L’énigme du cadran solaire

GENTLE Mary

Article publié le vendredi 21 octobre 2011 par Philémont

Quatrième de couverture

Obéissant à un ordre de Marie de Médicis, sacrée la veille, le maître espion de Sully, Valentin Raoul Rochefort, organise l’assassinat d’Henri IV mais, ne tenant guère à ce que le projet aboutisse, il confie la tâche à un ancien instituteur de province un peu illuminé. Malheureusement, le 14 mai 1610, l’instituteur François Ravaillac profite d’un embouteillage dans les rues de Paris pour poignarder mortellement le roi. Condamné à l’exil, Rochefort se rend en Angleterre où, dès son arrivée, Robert Fludd, un disciple de Giordano Bruno, le charge d’assassiner un autre roi, Jacques Stuart.

Avec ce roman d’aventures dans lequel se mélangent espions, duellistes et astrologues, mathématiques divinatoires et histoire secrète, Mary Gentle confirme son immense talent et se hisse à la hauteur d’Umberto Eco et d’Arturo Pérez-Reverte.

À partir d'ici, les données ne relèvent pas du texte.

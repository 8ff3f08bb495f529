//! Floorplan creation pass.

use super::{ParamDef, Params, Pass};
use strata_common::{Margins64, Size64, StrataError, StrataResult};
use strata_db::{Design, SiteClass};

/// `floorplan -corewidth n -coreheight n [options]` - define the die and
/// create the placement rows.
pub struct FloorplanPass;

impl FloorplanPass {
    fn margins(params: &Params, name: &str) -> StrataResult<Option<Margins64>> {
        let Some(values) = params.named(name) else {
            return Ok(None);
        };
        let parse = |text: &str| {
            text.parse::<i64>().map_err(|_| {
                StrataError::invalid_state(format!("cannot parse -{name} value '{text}'"))
            })
        };
        // declared order: left right top bottom
        let left = parse(&values[0])?;
        let right = parse(&values[1])?;
        let top = parse(&values[2])?;
        let bottom = parse(&values[3])?;
        Ok(Some(Margins64::new(top, bottom, left, right)))
    }
}

impl Pass for FloorplanPass {
    fn name(&self) -> &'static str {
        "floorplan"
    }

    fn short_help(&self) -> &'static str {
        "create a floorplan and its placement rows"
    }

    fn help(&self) -> String {
        "floorplan - create a floorplan\n  Options:\n\
         \x20   -corewidth   : width of the core in nm                 [required]\n\
         \x20   -coreheight  : height of the core in nm                [required]\n\
         \x20   -coremargins : <left> <right> <top> <bottom> margins between core and IO, nm\n\
         \x20   -iomargins   : <left> <right> <top> <bottom> IO ring size, nm\n\
         \x20   -mincellsize : <width> <height> site size, nm (default: first CORE site)\n\
         \x20   -cornersize  : IO corner cell dimension, nm\n"
            .into()
    }

    fn param_defs(&self) -> &'static [ParamDef] {
        const PARAMS: &[ParamDef] = &[
            ParamDef::new("corewidth", 1, true),
            ParamDef::new("coreheight", 1, true),
            ParamDef::new("coremargins", 4, false),
            ParamDef::new("iomargins", 4, false),
            ParamDef::new("mincellsize", 2, false),
            ParamDef::new("cornersize", 1, false),
        ];
        PARAMS
    }

    fn execute(&self, design: &mut Design, params: &Params) -> StrataResult<()> {
        let width: i64 = params.parse("corewidth")?.expect("required");
        let height: i64 = params.parse("coreheight")?.expect("required");
        design.floorplan.core_size = Size64::new(width, height);

        if let Some(margins) = Self::margins(params, "coremargins")? {
            design.floorplan.io2core_margins = margins;
        }
        if let Some(margins) = Self::margins(params, "iomargins")? {
            design.floorplan.io_margins = margins;
        }
        if let Some(corner) = params.parse::<i64>("cornersize")? {
            design.floorplan.corner_cell_size = Size64::new(corner, corner);
        }

        let min_cell_size = match params.named("mincellsize") {
            Some(values) => {
                let parse = |text: &String| {
                    text.parse::<i64>().map_err(|_| {
                        StrataError::invalid_state(format!(
                            "cannot parse -mincellsize value '{text}'"
                        ))
                    })
                };
                Size64::new(parse(&values[0])?, parse(&values[1])?)
            }
            None => {
                // fall back to the first CORE site from the LEF
                design
                    .tech_lib
                    .sites
                    .values()
                    .find(|site| site.class == SiteClass::Core)
                    .map(|site| site.size)
                    .ok_or_else(|| {
                        StrataError::invalid_state(
                            "no -mincellsize given and no CORE site in the technology library",
                        )
                    })?
            }
        };
        design.floorplan.min_cell_size = min_cell_size;
        design.floorplan.create_rows()?;

        log::info!(
            "floorplan: core {}x{} nm, die {}x{} nm, {} rows",
            width,
            height,
            design.floorplan.die_size().x,
            design.floorplan.die_size().y,
            design.floorplan.rows.len()
        );
        Ok(())
    }
}

#[cfg(test)]
mod tests {
    use super::*;
    use crate::config::StrataConfig;
    use crate::passes::PassRegistry;

    fn run(design: &mut Design, args: &[&str]) -> StrataResult<()> {
        let registry = PassRegistry::with_default_passes(&StrataConfig::default()).unwrap();
        let args: Vec<String> = args.iter().map(|s| s.to_string()).collect();
        registry.run(design, "floorplan", &args)
    }

    #[test]
    fn creates_rows_from_explicit_cell_size() {
        let mut design = Design::new();
        run(
            &mut design,
            &["-corewidth", "10000", "-coreheight", "6000", "-mincellsize", "200", "2000"],
        )
        .unwrap();
        assert_eq!(design.floorplan.rows.len(), 3);
        assert_eq!(design.floorplan.core_size, Size64::new(10000, 6000));
    }

    #[test]
    fn uses_core_site_when_no_cell_size_given() {
        let mut design = Design::new();
        let site = design.tech_lib.create_site("core").unwrap();
        {
            let site = design.tech_lib.sites.get_mut(site).unwrap();
            site.class = SiteClass::Core;
            site.size = Size64::new(200, 2000);
        }
        run(&mut design, &["-corewidth", "2000", "-coreheight", "4000"]).unwrap();
        assert_eq!(design.floorplan.min_cell_size, Size64::new(200, 2000));
        assert_eq!(design.floorplan.rows.len(), 2);
    }

    #[test]
    fn fails_without_site_or_cell_size() {
        let mut design = Design::new();
        let err = run(&mut design, &["-corewidth", "2000", "-coreheight", "4000"]).unwrap_err();
        assert!(err.to_string().contains("CORE site"));
    }

    #[test]
    fn margins_offset_the_core() {
        let mut design = Design::new();
        run(
            &mut design,
            &[
                "-corewidth", "2000", "-coreheight", "4000",
                "-coremargins", "100", "100", "50", "50",
                "-iomargins", "500", "500", "500", "500",
                "-mincellsize", "200", "2000",
            ],
        )
        .unwrap();
        let core = design.floorplan.core_rect();
        assert_eq!(core.left(), 600);
        assert_eq!(core.bottom(), 550);
        assert_eq!(design.floorplan.rows[0].rect.left(), 600);
    }
}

Née en 1956, Mary Gentle publie son premier roman en 1977. Auteur de nombreuses nouvelles et d’une douzaine de livres, elle occupe aujourd’hui une place de choix dans la littérature de l’imaginaire, aux frontières de la science-fiction et de la fantasy contemporaines.

L’avis de Philémont

L’énigme du cadran solaire est un ouvrage à ranger dans la catégorie des romans de capes et d’épées. Il nous raconte les aventures du maître espion du duc de Sully, Valentin Raoul Rochefort, contraint de quitter Paris dans la précipitation après avoir organisé le meurtre d’Henri IV par Ravaillac, sous la contrainte de Marie de Médicis. Mais ce destin le poursuit jusqu’à Londres puisque Robert Fludd, disciple de Giordano Bruno, le charge d’assassiner Jacques Stuart, le roi d’Angleterre. Dès lors Rochefort se trouve impliqué bien malgré lui dans une sombre histoire mêlant politique et occultisme.

Pour ce roman Mary GENTLE s’appuie sur de solides références historiques du début du XVIIème siècle. Ce faisant elle s’amuse de jeter le trouble dans l’esprit du lecteur en mélangeant faits avérés et imaginaires, de même que personnages réels et fictifs. Elle va même jusqu’à flirter avec l’uchronie tout au long du roman et place ses éléments purement imaginaires dans un contexte parfaitement crédible (Giordano Bruno s’est bel et bien intéressé aux mathématiques divinatoires).

Sa prose se caractérise par ailleurs par une grande force descriptive de la société de l’époque. Ce sont les rues crasseuses des grandes capitales européennes, les relations entre classes sociales, ou encore les relations hommes-femmes. A ce dernier titre, celles de Rochefort, narrateur sur la quasi totalité du roman, et Dariole, qui l’accompagne dans ses aventures, en sont la parfaite représentation, y compris dans leurs aspects les plus intimes. Ces personnages sont en outre criants de vérité, GENTLE les présentant comme parfaitement ordinaires, en aucune façon comme des héros surhumains.

L’aventure étant trépidante, l’histoire dans la grande Histoire intéressante, le ton plein d’humour, L’énigme du cadran solaire se veut un divertissement de qualité. On ne peut guère que lui reprocher ici ou là quelques longueurs, lesquelles étaient probablement inévitables dans un roman aussi dense (1 100 pages tout de même).